Bei den 17 streitgegenständlichen Reproduktionsfotos handelt es sich nicht um Lichtbildwerke im Sinne des §2 Abs. 1 Nr. 5 UrhG.

Was Abmahn-Anwalt Carl Christian Müller in der Überschrift zu seinem Blog-Beitrag schreibt, ist somit schlicht falsch! Die Gemäldereproduktionen sind nach dem Urteil des Landgerichts eben nicht urheberrechtlich geschützt sondern lediglich als Lichtbilder.

Lichtbildschutz?

Die eigentlich kontroverse Frage in dem Urteil war, ob das Landgericht die Gemäldereproduktionen als Lichtbilder nach §72 UrhG ansehen würde. Der Lichtbildschutz ist ein so genanntes Leistungsschutzrecht. Von ihm sind Fotografien auch dann geschützt, wenn die schöpferisch-kreative Leistung nicht ausreicht, um einen klassischen Urheberrechtsschutz zu begründen. Lichtbildschutz schützt die Arbeitsleistung und nicht die künstlerische Qualität eines Fotos.

Jedoch hat der BGH bereits 1989 in seinem Bibelreproduktionsurteil klar gemacht, dass Foto-Reproduktionen gemeinfreier Vorlagen mindestens nicht in jedem Fall Lichtbildschutz genießen:

aa) […] Der technische Reproduktionsvorgang allein begründet aber noch keinen Lichtbildschutz. Die Erweiterung des Lichtbildschutzes durch § 72 UrhG […]

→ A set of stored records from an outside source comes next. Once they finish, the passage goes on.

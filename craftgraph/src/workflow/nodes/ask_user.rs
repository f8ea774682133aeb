//! `ask_user`: the interrupt point of the clarification loop.
//!
//! First entry (no answer yet) counts the question and suspends the run. When
//! the orchestrator resumes with the user's answer in `pending_answer`, the
//! answer is applied to the pending question and the loop returns to
//! `null_check`.

use std::sync::Arc;

use async_trait::async_trait;

use crate::workflow::clarification::{apply_clarification, ClarificationTier};
use crate::workflow::executor::{ExecutorContext, ExecutorFault, NodeExecutor};
use crate::workflow::state::{WorkflowErrorRecord, WorkflowState};
use crate::workflow::update::StateUpdate;

use super::ASK_USER;

pub struct AskUser {
    ctx: Arc<ExecutorContext>,
}

impl AskUser {
    pub fn new(ctx: Arc<ExecutorContext>) -> Self {
        Self { ctx }
    }
}

#[async_trait]
impl NodeExecutor for AskUser {
    fn id(&self) -> &'static str {
        ASK_USER
    }

    async fn execute(&self, state: &WorkflowState) -> Result<StateUpdate, ExecutorFault> {
        let Some(question) = &state.pending_question else {
            return Ok(StateUpdate::new().clear_interrupt());
        };

        let Some(answer) = &state.pending_answer else {
            return Ok(StateUpdate {
                needs_user_input: Some(true),
                clarification_retry_count: Some(state.clarification_retry_count + 1),
                clarification_rounds: Some(state.clarification_rounds + 1),
                ..StateUpdate::new()
            });
        };

        let outcome = apply_clarification(&self.ctx, &state.ingredients, question, answer).await;
        tracing::info!(
            thread_id = %state.thread_id,
            field = %question.field,
            tier = ?outcome.tier,
            "clarification applied"
        );
        let mut update = StateUpdate::new().clear_interrupt();
        if outcome.tier == ClarificationTier::Unchanged {
            update.push_error(WorkflowErrorRecord::recoverable(
                "clarification_unresolved",
                ASK_USER,
                format!(
                    "answer {:?} did not supply the {} of item #{}",
                    answer,
                    question.field,
                    question.ingredient_index + 1
                ),
            ));
        }
        update.ingredients = Some(outcome.ingredients);
        Ok(update)
    }

    fn suspend_after(&self, state: &WorkflowState) -> bool {
        state.is_waiting_for_input()
    }
}
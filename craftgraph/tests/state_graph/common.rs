//! Shared node for the graph integration tests.

use async_trait::async_trait;
use craftgraph::{AgentError, Next, Node};

/// Adds one to the counter and defers to the graph's transition table.
pub struct Step {
    id: &'static str,
}

impl Step {
    pub fn new(id: &'static str) -> Self {
        Self { id }
    }
}

#[async_trait]
impl Node<u32> for Step {
    fn id(&self) -> &str {
        self.id
    }

    async fn run(&self, state: u32) -> Result<(u32, Next), AgentError> {
        Ok((state + 1, Next::Continue))
    }
}
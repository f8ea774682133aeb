//! Wires the node executors into the workflow graph.
//!
//! ```text
//! START → extract → null_check ─┬─ ask_user ─→ null_check
//!                               └─ categorize ─┬─ null_check (placeholders added)
//!                                              └─ goal_formation → choice_generation → evaluation
//! evaluation ─┬─ choice_generation (regenerate)
//!             └─ prompt_build → image_generate ─┬─ image_generate (next_variant)
//!                                               └─ packaging → export → analytics → sharing → END
//! ```

use std::sync::Arc;

use crate::graph::{CompilationError, CompiledStateGraph, NodeMiddleware, StateGraph, END, START};
use crate::memory::Checkpointer;

use super::executor::{ExecutorContext, ExecutorNode, NodeExecutor};
use super::nodes::{
    Analytics, AskUser, Categorize, ChoiceGeneration, Evaluation, Export, Extract, GoalFormation,
    ImageGenerate, NullCheck, Packaging, PromptBuild, Sharing, ANALYTICS, ASK_USER, CATEGORIZE,
    CHOICE_GENERATION, EVALUATION, EXPORT, EXTRACT, GOAL_FORMATION, IMAGE_GENERATE, NULL_CHECK,
    PACKAGING, PROMPT_BUILD, SHARING,
};
use super::routing::{
    route_after_categorize, route_after_evaluation, route_after_image, route_after_null_check,
    CATEGORIZE_PATHS, EVALUATION_PATHS, IMAGE_PATHS, NULL_CHECK_PATHS,
};
use super::state::WorkflowState;

/// All executors of one workflow, in pipeline order.
pub fn executors(ctx: &Arc<ExecutorContext>) -> Vec<Arc<dyn NodeExecutor>> {
    vec![
        Arc::new(Extract::new(ctx.clone())),
        Arc::new(NullCheck::new(ctx.clone())),
        Arc::new(AskUser::new(ctx.clone())),
        Arc::new(Categorize::new(ctx.clone())),
        Arc::new(GoalFormation::new(ctx.clone())),
        Arc::new(ChoiceGeneration::new(ctx.clone())),
        Arc::new(Evaluation::new(ctx.clone())),
        Arc::new(PromptBuild::new(ctx.clone())),
        Arc::new(ImageGenerate::new(ctx.clone())),
        Arc::new(Packaging),
        Arc::new(Export),
        Arc::new(Analytics),
        Arc::new(Sharing),
    ]
}

/// Uncompiled workflow graph: every node, static edge and conditional exit.
pub fn workflow_graph(ctx: &Arc<ExecutorContext>) -> StateGraph<WorkflowState> {
    let max_retries = ctx.config.max_node_retries;
    let ceiling = ctx.config.image_iteration_ceiling();

    let mut graph = StateGraph::<WorkflowState>::new().with_recursion_limit(ctx.config.recursion_limit);
    for executor in executors(ctx) {
        let id = executor.id();
        graph.add_node(id, Arc::new(ExecutorNode::new(executor, max_retries)));
    }
    graph
        .add_edge(START, EXTRACT)
        .add_edge(EXTRACT, NULL_CHECK)
        .add_conditional_edges(NULL_CHECK, route_after_null_check, NULL_CHECK_PATHS)
        .add_edge(ASK_USER, NULL_CHECK)
        .add_conditional_edges(CATEGORIZE, route_after_categorize, CATEGORIZE_PATHS)
        .add_edge(GOAL_FORMATION, CHOICE_GENERATION)
        .add_edge(CHOICE_GENERATION, EVALUATION)
        .add_conditional_edges(EVALUATION, route_after_evaluation, EVALUATION_PATHS)
        .add_edge(PROMPT_BUILD, IMAGE_GENERATE)
        .add_conditional_edges(
            IMAGE_GENERATE,
            move |s: &WorkflowState| route_after_image(s, ceiling),
            IMAGE_PATHS,
        )
        .add_edge(PACKAGING, EXPORT)
        .add_edge(EXPORT, ANALYTICS)
        .add_edge(ANALYTICS, SHARING)
        .add_edge(SHARING, END);
    graph
}

/// Compiles the workflow graph with its checkpointer and node middleware.
pub fn build_workflow_graph(
    ctx: &Arc<ExecutorContext>,
    checkpointer: Arc<dyn Checkpointer<WorkflowState>>,
    middleware: Arc<dyn NodeMiddleware<WorkflowState>>,
) -> Result<CompiledStateGraph<WorkflowState>, CompilationError> {
    workflow_graph(ctx).compile_with_checkpointer_and_middleware(checkpointer, middleware)
}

Vielmehr müsse eine bestimmte geistige Leistung in der Fotografie-Arbeit erkennbar sein, damit das Bild in den Schutzbereich von §72 UrhG fällt.

[…]. Sind es aber in erster Linie Abgrenzungsschwierigkeiten, die zu einer Erweiterung des Lichtbildschutzes geführt haben, so kann jedenfalls auf ein Mindestmaß an – zwar nicht schöpferischer, aber doch – persönlicher geistiger Leistung nicht verzichtet werden.

Das Landgericht Berlin war auch tatsächlich bereit diesen Rechtsgrundsatz anzuerkennen, der durch den BGH 1989 im Bibelreproduktionsurteil und dann nochmals 2000 im Telefonkartenurteil formuliert wurde. Leider sah das Gericht einen erheblichen qualitativen Unterschied zwischen Grafiken oder Drucken und Gemälden:

Danach reichte dort [Anm. im Telefonkartenurteil] die technische Reproduktion einer bestehenden Grafik (eine solche war jedenfalls das Original der Vorlage, die letztlich für die Telefonkarte der Klägerin verwendet worden ist) nicht aus, das Mindestmaß an persönlicher geistiger Leistung zu für den Lichtbildschutz erfüllen. Eine Schlussfolgerung, dies auch auf die Reproduktion von Gemälden zu übertragen, ist in dieser Allgemeinheit jedoch nicht zulässig:
In dem BGH-Fall ging es um eine einfache, schwarz-weiße-Graphik, die wiederum nur als Grundmotiv einer relativ kleinen Telefonkarte zu übertragen war. Hier geht es dagegen um farbige, detailreiche Gemälde mit differenzierten Schattierungen, die für den Druck in einer Museumspublikation so detailgetreu wie möglich zu fotografieren waren. Gerade die damit verbundene aufwendige handwerklich-technische Leistung ist durch den Lichtbilderschutz zu schützen.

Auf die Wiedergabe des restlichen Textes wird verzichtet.